The Hidden Side of the Scandinavian Miracle

If you are of a quiet temperament, if you like blending with the crowd and if you don’t mind being on the giving and sometimes on the receiving end of tax, Scandinavia is the place for you.


I have been living in Sweden since 2015, and prior to that I lived in Belgium, Canada, the UK, Italy and Switzerland.
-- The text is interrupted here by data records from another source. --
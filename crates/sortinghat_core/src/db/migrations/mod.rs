//! Registry schema migrations.
//!
//! # Responsibility
//! - Keep the ordered list of registry schema migrations.
//! - Bring a connection up to the latest schema inside one transaction.
//!
//! # Invariants
//! - `version` values are strictly increasing.
//! - The applied version is mirrored to `PRAGMA user_version`.

use crate::db::{DbError, DbResult};
use log::info;
use rusqlite::Connection;

#[derive(Debug, Clone, Copy)]
struct Migration {
    version: u32,
    name: &'static str,
    sql: &'static str,
}

const MIGRATIONS: &[Migration] = &[Migration {
    version: 1,
    name: "registry",
    sql: include_str!("0001_registry.sql"),
}];

/// Returns the schema version this binary writes.
pub fn latest_version() -> u32 {
    MIGRATIONS.last().map_or(0, |migration| migration.version)
}

/// Applies every migration newer than the connection's schema version.
///
/// # Errors
/// - `DbError::UnsupportedSchemaVersion` when the database was written by a
///   newer binary.
pub fn apply_migrations(conn: &mut Connection) -> DbResult<()> {
    let current = schema_version(conn)?;
    let latest = latest_version();

    if current > latest {
        return Err(DbError::UnsupportedSchemaVersion {
            db_version: current,
            latest_supported: latest,
        });
    }

    if current == latest {
        return Ok(());
    }

    let tx = conn.transaction()?;
    for migration in MIGRATIONS.iter().filter(|m| m.version > current) {
        tx.execute_batch(migration.sql)?;
        tx.execute_batch(&format!("PRAGMA user_version = {};", migration.version))?;
        info!(
            "event=db_migrate module=db status=ok version={} name={}",
            migration.version, migration.name
        );
    }
    tx.commit()?;

    Ok(())
}

/// Reads the schema version stored in `PRAGMA user_version`.
pub fn schema_version(conn: &Connection) -> DbResult<u32> {
    let version = conn.query_row("PRAGMA user_version;", [], |row| row.get::<_, u32>(0))?;
    Ok(version)
}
I could not put my finger on it until I came across Erin Meyer’s maps of cultures in terms of expressiveness and confrontation: Swedes in particular, and to a lesser extent other Nordics, are deemed to rank relatively low on expressiveness and confrontation:

If you are an introvert, or the type of person who hates to ruffle feathers, you will have a great time in the region.

If you like speaking your mind and are not afraid of “agreeing to disagree”, you will find it a bit harder here…


Image from the 2002 movie Equilibrium, credit Dimension Films and Blue Tulip Productions

The Scandinavian and Nordic countries have also worked very hard in the 20th century to flatten out hierarchy. You can see it in corporate culture, but some social class markers remain here even though people like to think that they no longer exist.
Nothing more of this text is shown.